Wednesday, October 24, 2012

In the magic world of feelings..

It's those moments that something touches my feelings. A music, an image, a lyric, a word. And they awaken. Like from an eternal sleep. They stretch their being, as a baby just waking up from the sweetest sleep. And they start to move. And I begin to feel them. I feel their game. They run inside my brain, find the most sensitive parts of my mind, making them alive and start playing hide and seek in my body.

A feeling finds the door of my heart open and hides there. And there I shine of joy. Another one makes a long journey till my feet. And then I dance. A very creative one reaches my fingers. And then I write. I write without stopping. A discreet feeling reaches my eyes and makes me cry.

They invite me to play hide and seek. Slowly walking towards the only path that leads to my world of emotions I'm trying to discover them. I seek and seek. But they hide so well that I don't manage to catch.

Sometimes I can pick up a tear, others a smile, a heartbeat, a dance move. They have the essence of my feelings. It's so simple to recognize and yet so hard to see, to understand, to give them shape.

Other times, they don't feel like playing. They escape my existence and go for a deep sleep in that light blue cloud in the red sky of feeling's magic land.

I walk alone on the magic path, but no matter how hard I yell, I get no responce. And when my feet hurt from walking, I sit on a rock and wish I had the magic wand of a fairy, so that I could wake them up whenever I wanted. To have just that. To need neither the music, nor the images, not the words, in order to feel all that aliveness.
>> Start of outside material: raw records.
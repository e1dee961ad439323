//! # openlot-settlement
//!
//! **Settlement plane**: everything that happens to escrowed funds and item
//! claims after the clearing price is validated.
//!
//! ## Flow
//!
//! Once validation seals the winner list, settlement:
//! 1. Pays each account at most once, either an item redemption or a full
//!    escrow refund, never both
//! 2. Books the operator's one-shot proceeds withdrawal
//! 3. Re-checks funds conservation after every movement: everything
//!    deposited is still held, refunded, or paid out as proceeds
//!
//! The books here track outcomes; they hold no balances themselves. Escrow
//! amounts stay in the bidding plane until the auction facade moves them.

pub mod conservation;
pub mod operator;
pub mod payout_book;

pub use conservation::FundsConservation;
pub use operator::OperatorBook;
pub use payout_book::PayoutBook;
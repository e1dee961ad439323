//! # openlot-types
//!
//! Shared types, errors, and configuration for the **OpenLot** auction engine.
//!
//! This crate is the leaf dependency of the workspace; every other crate
//! depends on it. It defines:
//!
//! - **Identifiers**: [`AccountId`], [`AuctionId`], [`ItemId`], [`SeriesId`]
//! - **Bid model**: [`BidRecord`]
//! - **Lot model**: [`AuctionLot`] with its SHA-256 commitment digest
//! - **Phase machine**: [`AuctionPhase`] with transition checks
//! - **Clearing model**: [`PriceProposal`] (price, cursor, winner list)
//! - **Settlement model**: [`PayoutKind`], [`PayoutRecord`], [`OperatorWithdrawal`]
//! - **Event model**: [`AuctionEvent`], [`EventRecord`]
//! - **Collaborator seams**: [`TokenLedger`], [`AccessControl`]
//! - **Configuration**: [`AuctionConfig`]
//! - **Errors**: [`OpenlotError`] with `OL_ERR_` prefix codes
//! - **Constants**: system-wide limits and defaults

pub mod bid;
pub mod collab;
pub mod config;
pub mod constants;
pub mod error;
pub mod event;
pub mod ids;
pub mod lot;
pub mod phase;
pub mod proposal;
pub mod settlement;

// Re-export all primary types at crate root for ergonomic imports:
//   use openlot_types::{AccountId, BidRecord, AuctionPhase, ...};

pub use bid::*;
pub use collab::*;
pub use config::*;
pub use error::*;
pub use event::*;
pub use ids::*;
pub use lot::*;
pub use phase::*;
pub use proposal::*;
pub use settlement::*;

// Constants are accessed via `openlot_types::constants::FOO`
// (not re-exported to avoid name collisions).
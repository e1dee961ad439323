//! The auction lot: the fixed batch of items under the hammer.
//!
//! A lot is a non-empty ordered set of unique items from a single series,
//! plus the bidding deadline. Item order matters: winners are assigned
//! items in list order at redemption time. The lot carries a SHA-256
//! commitment digest so journals and logs can reference it compactly.

use chrono::{DateTime, Utc};
use serde::{Deserialize, Serialize};
use sha2::{Digest, Sha256};

use crate::{ItemId, SeriesId};

/// The batch of items a single auction sells.
///
/// Immutable after initialization except for `bidding_end`, which a
/// deadline extension may push later. The digest covers only the immutable
/// parts (series, items, creation time), so extensions do not disturb it.
#[derive(Debug, Clone, PartialEq, Eq, Serialize, Deserialize)]
pub struct AuctionLot {
    /// The series every item in this lot belongs to.
    pub series: SeriesId,
    /// Ordered, duplicate-free item list. Assignment order at redemption.
    pub items: Vec<ItemId>,
    /// End of the bidding window.
    pub bidding_end: DateTime<Utc>,
    /// When the lot was initialized.
    pub created_at: DateTime<Utc>,
    /// SHA-256 commitment over series, items, and creation time.
    pub lot_digest: [u8; 32],
}

impl AuctionLot {
    #[must_use]
    pub fn new(
        series: SeriesId,
        items: Vec<ItemId>,
        bidding_end: DateTime<Utc>,
        created_at: DateTime<Utc>,
    ) -> Self {
        let lot_digest = compute_lot_digest(series, &items, created_at);
        Self {
            series,
            items,
            bidding_end,
            created_at,
            lot_digest,
        }
    }

    #[must_use]
    pub fn item_count(&self) -> usize {
        self.items.len()
    }

    #[must_use]
    pub fn contains(&self, item: ItemId) -> bool {
        self.items.contains(&item)
    }

    /// First 4 digest bytes as hex, for log lines.
    #[must_use]
    pub fn short_digest(&self) -> String {
        hex::encode(&self.lot_digest[..4])
    }
}

/// Deterministic lot commitment.
///
/// Preimage: `"openlot:lot:v1:" || series || item_count || items || created_at_ms`,
/// all integers little-endian. Same lot, same digest, on every host.
#[must_use]
pub fn compute_lot_digest(
    series: SeriesId,
    items: &[ItemId],
    created_at: DateTime<Utc>,
) -> [u8; 32] {
    let mut hasher = Sha256::new();
    hasher.update(b"openlot:lot:v1:");
    hasher.update(series.0.to_le_bytes());
    hasher.update((items.len() as u64).to_le_bytes());
    for item in items {
        hasher.update(item.0.to_le_bytes());
    }
    hasher.update(created_at.timestamp_millis().to_le_bytes());
    hasher.finalize().into()
}
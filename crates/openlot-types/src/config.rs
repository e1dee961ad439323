//! Configuration for an OpenLot auction.

use std::time::Duration;

use serde::{Deserialize, Serialize};

use crate::{OpenlotError, Result, constants};

/// Timing and batch-size configuration, fixed at auction construction.
#[derive(Debug, Clone, PartialEq, Eq, Serialize, Deserialize)]
pub struct AuctionConfig {
    /// Shortest allowed bidding window at initialization.
    pub min_auction_period: Duration,
    /// Longest allowed bidding window; also caps the total duration a
    /// deadline extension may reach from creation.
    pub max_auction_period: Duration,
    /// Grace period after bidding end. If no price has been validated by
    /// then, all bids become withdrawable and pricing is disabled.
    pub safety_timeout: Duration,
    /// Validation batch size: registry entries scanned per call.
    pub max_validation_iterations: u32,
}

impl Default for AuctionConfig {
    fn default() -> Self {
        Self {
            min_auction_period: Duration::from_secs(constants::MIN_AUCTION_PERIOD_SECS),
            max_auction_period: Duration::from_secs(constants::MAX_AUCTION_PERIOD_SECS),
            safety_timeout: Duration::from_secs(constants::SAFETY_TIMEOUT_SECS),
            max_validation_iterations: constants::DEFAULT_MAX_VALIDATION_ITERATIONS,
        }
    }
}

impl AuctionConfig {
    /// Check the configuration for internal consistency.
    pub fn validate(&self) -> Result<()> {
        if self.min_auction_period.is_zero() {
            return Err(OpenlotError::Configuration(
                "min_auction_period must be positive".into(),
            ));
        }
        if self.max_auction_period < self.min_auction_period {
            return Err(OpenlotError::Configuration(
                "max_auction_period must be >= min_auction_period".into(),
            ));
        }
        if self.safety_timeout.is_zero() {
            return Err(OpenlotError::Configuration(
                "safety_timeout must be positive".into(),
            ));
        }
        if self.max_validation_iterations == 0 {
            return Err(OpenlotError::Configuration(
                "max_validation_iterations must be positive".into(),
            ));
        }
        Ok(())
    }

    #[must_use]
    pub fn min_period_chrono(&self) -> chrono::Duration {
        to_chrono(self.min_auction_period)
    }

    #[must_use]
    pub fn max_period_chrono(&self) -> chrono::Duration {
        to_chrono(self.max_auction_period)
    }

    #[must_use]
    pub fn safety_timeout_chrono(&self) -> chrono::Duration {
        to_chrono(self.safety_timeout)
    }
}

// Saturating conversion; only pathological configs exceed i64 millis.
fn to_chrono(d: Duration) -> chrono::Duration {
    chrono::Duration::milliseconds(i64::try_from(d.as_millis()).unwrap_or(i64::MAX))
}

#[cfg(test)]
mod tests {
    use super::*;

    #[test]
    fn default_matches_constants() {
        let cfg = AuctionConfig::default();
        assert_eq!(cfg.min_auction_period.as_secs(), 3_600);
        assert_eq!(cfg.max_auction_period.as_secs(), 2_592_000);
        assert_eq!(cfg.safety_timeout.as_secs(), 2_592_000);
        assert_eq!(cfg.max_validation_iterations, 500);
        assert!(cfg.validate().is_ok());
    }

    #[test]
    fn rejects_inverted_periods() {
        let cfg = AuctionConfig {
            min_auction_period: Duration::from_secs(100),
            max_auction_period: Duration::from_secs(10),
            ..AuctionConfig::default()
        };
        assert!(matches!(
            cfg.validate(),
            Err(OpenlotError::Configuration(_))
        ));
    }

    #[test]
    fn rejects_zero_iterations() {
        let cfg = AuctionConfig {
            max_validation_iterations: 0,
            ..AuctionConfig::default()
        };
        assert!(cfg.validate().is_err());
    }

    #[test]
    fn chrono_conversion() {
        let cfg = AuctionConfig::default();
        assert_eq!(cfg.min_period_chrono(), chrono::Duration::hours(1));
        assert_eq!(cfg.safety_timeout_chrono(), chrono::Duration::days(30));
    }

    #[test]
    fn serde_roundtrip() {
        let cfg = AuctionConfig::default();
        let json = serde_json::to_string(&cfg).unwrap();
        let back: AuctionConfig = serde_json::from_str(&json).unwrap();
        assert_eq!(cfg, back);
    }
}
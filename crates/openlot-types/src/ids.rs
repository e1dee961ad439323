//! Identifiers used throughout OpenLot.
//!
//! Account and auction IDs use UUIDv7 for time-ordered lexicographic
//! sorting. Item and series IDs are plain integers, matching the token
//! ledger's numbering scheme.

use std::fmt;

use serde::{Deserialize, Serialize};
use uuid::Uuid;

// ---------------------------------------------------------------------------
// AccountId
// ---------------------------------------------------------------------------

/// Unique identifier for an account: a bidder, the manager, the treasury,
/// or the auction's own custody account.
#[derive(Debug, Clone, Copy, PartialEq, Eq, Hash, Ord, PartialOrd, Serialize, Deserialize)]
pub struct AccountId(pub Uuid);

impl AccountId {
    #[must_use]
    pub fn new() -> Self {
        Self(Uuid::now_v7())
    }

    #[must_use]
    pub fn from_bytes(bytes: [u8; 16]) -> Self {
        Self(Uuid::from_bytes(bytes))
    }
}

impl Default for AccountId {
    fn default() -> Self {
        Self::new()
    }
}

impl fmt::Display for AccountId {
    fn fmt(&self, f: &mut fmt::Formatter<'_>) -> fmt::Result {
        write!(f, "{}", self.0)
    }
}

// ---------------------------------------------------------------------------
// AuctionId
// ---------------------------------------------------------------------------

/// Unique identifier for one auction instance. Uses UUIDv7 so journal
/// output across many auctions sorts by creation time.
#[derive(Debug, Clone, Copy, PartialEq, Eq, Hash, Ord, PartialOrd, Serialize, Deserialize)]
pub struct AuctionId(pub Uuid);

impl AuctionId {
    #[must_use]
    pub fn new() -> Self {
        Self(Uuid::now_v7())
    }

    #[must_use]
    pub fn from_bytes(bytes: [u8; 16]) -> Self {
        Self(Uuid::from_bytes(bytes))
    }
}

impl Default for AuctionId {
    fn default() -> Self {
        Self::new()
    }
}

impl fmt::Display for AuctionId {
    fn fmt(&self, f: &mut fmt::Formatter<'_>) -> fmt::Result {
        write!(f, "auction:{}", self.0)
    }
}

// ---------------------------------------------------------------------------
// ItemId
// ---------------------------------------------------------------------------

/// Identifier of a single collectible token in the ledger.
#[derive(Debug, Clone, Copy, PartialEq, Eq, Hash, Ord, PartialOrd, Serialize, Deserialize)]
pub struct ItemId(pub u64);

impl fmt::Display for ItemId {
    fn fmt(&self, f: &mut fmt::Formatter<'_>) -> fmt::Result {
        write!(f, "item:{}", self.0)
    }
}

// ---------------------------------------------------------------------------
// SeriesId
// ---------------------------------------------------------------------------

/// Identifier of a token series. Every item belongs to exactly one series,
/// and a lot may only contain items of a single series.
#[derive(Debug, Clone, Copy, PartialEq, Eq, Hash, Ord, PartialOrd, Serialize, Deserialize)]
pub struct SeriesId(pub u64);

impl fmt::Display for SeriesId {
    fn fmt(&self, f: &mut fmt::Formatter<'_>) -> fmt::Result {
        write!(f, "series:{}", self.0)
    }
}

// ---------------------------------------------------------------------------
// Tests
// ---------------------------------------------------------------------------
I tiringly close my eyes and fall into a sweet sleep..there..at the end of the magic path. My dream is magical. Full of colours and music. Laughters, smiles, tears, wishes. Suddenly they all leave and all there's left is darkness. It frightens me in the beginning. I want to wake up. But I'm being patient and keep dreaming..and the reward is big. In a while, a shining light pears through the darkness and my dream is filled with shine, light, colours and a thousand wonderful feelings that make me fly with joy..

I wake up. I smile. I understand. I return home. And I wait! I shall feel again!

xoxo
B.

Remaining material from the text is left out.